*YOUR INSTRUCTIONS:* Scan the entries below and extract each line with the word "impl" in it.

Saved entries
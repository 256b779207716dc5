//! Wire envelopes and request/response payloads.
//!
//! Every endpoint response is validated against one of these shapes at the
//! boundary, so a malformed server payload fails here as a typed error
//! instead of surfacing as a missing field deeper in the client.

use cortex_core::error::{CortexError, Result};
use cortex_core::note::Note;
use cortex_core::task::TaskStatus;
use cortex_core::user::UserProfile;
use serde::{Deserialize, Serialize};

/// The standard `{success, message?, data?}` envelope.
///
/// The optional fields carry no `serde(default)`: that would put a
/// `T: Default` bound on the derived `Deserialize`, and absent `Option`
/// fields already decode to `None` without it.
#[derive(Debug, Clone, Deserialize)]
pub struct ApiEnvelope<T> {
    pub success: bool,
    pub message: Option<String>,
    pub data: Option<T>,
}

impl<T> ApiEnvelope<T> {
    /// Unwraps the payload of a successful envelope.
    ///
    /// Failures normally arrive as non-2xx responses and never reach this
    /// point; a 2xx envelope with `success: false` or no data is treated as
    /// a malformed response.
    pub fn into_data(self) -> Result<T> {
        if !self.success {
            return Err(CortexError::api(
                200,
                self.message.unwrap_or_else(|| "request rejected".to_string()),
            ));
        }
        self.data.ok_or_else(|| CortexError::Serialization {
            format: "JSON".to_string(),
            message: "response envelope is missing the data field".to_string(),
        })
    }
}

/// Response of `/auth/login`, `/auth/register`, and `/auth/me`.
///
/// `/auth/me` carries only `user`; the other two carry both fields.
#[derive(Debug, Clone, Deserialize)]
pub struct AuthPayload {
    pub success: bool,
    #[serde(default)]
    pub message: Option<String>,
    #[serde(default)]
    pub access_token: Option<String>,
    #[serde(default)]
    pub user: Option<UserProfile>,
}

impl AuthPayload {
    /// Unwraps the issued token and profile of a successful auth response.
    pub fn into_credentials(self) -> Result<(String, UserProfile)> {
        match (self.success, self.access_token, self.user) {
            (true, Some(token), Some(user)) => Ok((token, user)),
            (_, _, _) => Err(CortexError::api(
                200,
                self.message
                    .unwrap_or_else(|| "authentication response was incomplete".to_string()),
            )),
        }
    }

    /// Unwraps the profile of a successful `/auth/me` response.
    pub fn into_user(self) -> Result<UserProfile> {
        match (self.success, self.user) {
            (true, Some(user)) => Ok(user),
            _ => Err(CortexError::api(
                200,
                self.message
                    .unwrap_or_else(|| "profile response was incomplete".to_string()),
            )),
        }
    }
}

/// `GET /notes` payload: the notes page plus pagination metadata.
#[derive(Debug, Clone, Deserialize)]
pub struct NotesPage {
    #[serde(default)]
    pub notes: Vec<Note>,
}

/// Partial update for `PUT /tasks/{id}`.
#[derive(Debug, Clone, Default, Serialize)]
pub struct TaskPatch {
    #[serde(skip_serializing_if = "Option::is_none")]
    pub status: Option<TaskStatus>,
    #[serde(skip_serializing_if = "Option::is_none")]
    pub title: Option<String>,
    #[serde(skip_serializing_if = "Option::is_none")]
    pub priority: Option<String>,
}

impl TaskPatch {
    /// A patch that only moves the task to a new status.
    pub fn status(status: TaskStatus) -> Self {
        Self {
            status: Some(status),
            ..Default::default()
        }
    }
}

/// `GET /templates` payload: the user's template notes plus the built-ins.
#[derive(Debug, Clone, Default, Deserialize)]
pub struct TemplateCatalog {
    #[serde(default)]
    pub user_templates: Vec<Note>,
    #[serde(default)]
    pub default_templates: Vec<NoteTemplate>,
}

/// A built-in note template.
///
/// Built-in ids are slugs (`"meeting-notes"`), user template ids are the
/// numeric note id rendered as a string; both go into the `use` endpoint
/// verbatim.
#[derive(Debug, Clone, Deserialize)]
pub struct NoteTemplate {
    pub id: String,
    pub title: String,
    #[serde(default)]
    pub content: String,
    #[serde(default)]
    pub emoji: Option<String>,
    #[serde(default)]
    pub category: Option<String>,
}

/// `POST /ai/chat` payload.
#[derive(Debug, Clone, Deserialize)]
pub struct ChatReply {
    pub response: String,
    #[serde(default)]
    pub timestamp: Option<String>,
}

/// `POST /focus/sessions` payload: the server-registered session.
#[derive(Debug, Clone, Deserialize)]
pub struct FocusSessionRecord {
    pub id: i64,
    #[serde(default)]
    pub session_type: Option<String>,
    #[serde(default)]
    pub planned_duration: Option<u32>,
    #[serde(default)]
    pub status: Option<String>,
}

#[cfg(test)]
mod tests {
    use super::*;

    #[test]
    fn test_envelope_unwraps_data() {
        let envelope: ApiEnvelope<Vec<i32>> =
            serde_json::from_str(r#"{"success": true, "data": [1, 2, 3]}"#).unwrap();
        assert_eq!(envelope.into_data().unwrap(), vec![1, 2, 3]);
    }

    #[test]
    fn test_envelope_works_for_payloads_without_default() {
        // The payload type only needs Deserialize, nothing else
        #[derive(Deserialize)]
        struct Payload {
            value: i32,
        }

        let envelope: ApiEnvelope<Payload> =
            serde_json::from_str(r#"{"success": true, "data": {"value": 7}}"#).unwrap();
        assert_eq!(envelope.into_data().unwrap().value, 7);

        let empty: ApiEnvelope<Payload> = serde_json::from_str(r#"{"success": true}"#).unwrap();
        assert!(empty.into_data().is_err());
    }

    #[test]
    fn test_envelope_missing_data_is_a_serialization_error() {
        let envelope: ApiEnvelope<Vec<i32>> =
            serde_json::from_str(r#"{"success": true}"#).unwrap();
        let err = envelope.into_data().unwrap_err();
        assert!(matches!(err, CortexError::Serialization { .. }));
    }

    #[test]
    fn test_auth_payload_roundtrip() {
        let payload: AuthPayload = serde_json::from_str(
            r#"{
                "success": true,
                "message": "ok",
                "access_token": "tok-abc",
                "user": {"id": 1, "email": "demo@cortex.app", "username": "demo", "plan": "free"}
            }"#,
        )
        .unwrap();
        let (token, user) = payload.into_credentials().unwrap();
        assert_eq!(token, "tok-abc");
        assert_eq!(user.username, "demo");
    }

    #[test]
    fn test_auth_payload_without_token_is_rejected() {
        let payload: AuthPayload =
            serde_json::from_str(r#"{"success": true, "message": "partial"}"#).unwrap();
        let err = payload.into_credentials().unwrap_err();
        assert_eq!(err.user_message(), "partial");
    }

    #[test]
    fn test_notes_page_ignores_pagination() {
        let page: NotesPage = serde_json::from_str(
            r#"{
                "notes": [{"id": 9, "title": "hello", "content": "", "tags": []}],
                "pagination": {"page": 1, "pages": 1, "per_page": 20, "total": 1}
            }"#,
        )
        .unwrap();
        assert_eq!(page.notes.len(), 1);
        assert_eq!(page.notes[0].id, 9);
    }

    #[test]
    fn test_template_catalog_mixes_builtin_and_user_templates() {
        let catalog: TemplateCatalog = serde_json::from_str(
            r##"{
                "user_templates": [{"id": 31, "title": "retro", "content": "", "tags": []}],
                "default_templates": [
                    {"id": "meeting-notes", "title": "회의록 템플릿", "emoji": "👥", "content": "# 회의록", "category": "project"}
                ]
            }"##,
        )
        .unwrap();
        assert_eq!(catalog.user_templates.len(), 1);
        assert_eq!(catalog.default_templates[0].id, "meeting-notes");
        assert_eq!(catalog.default_templates[0].category.as_deref(), Some("project"));
    }

    #[test]
    fn test_task_patch_serializes_only_set_fields() {
        let patch = TaskPatch::status(TaskStatus::Completed);
        let json = serde_json::to_value(&patch).unwrap();
        assert_eq!(json, serde_json::json!({"status": "completed"}));
    }
}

*TASK SOLUTION:*
impl<T> ApiEnvelope<T> {
impl AuthPayload {
impl TaskPatch {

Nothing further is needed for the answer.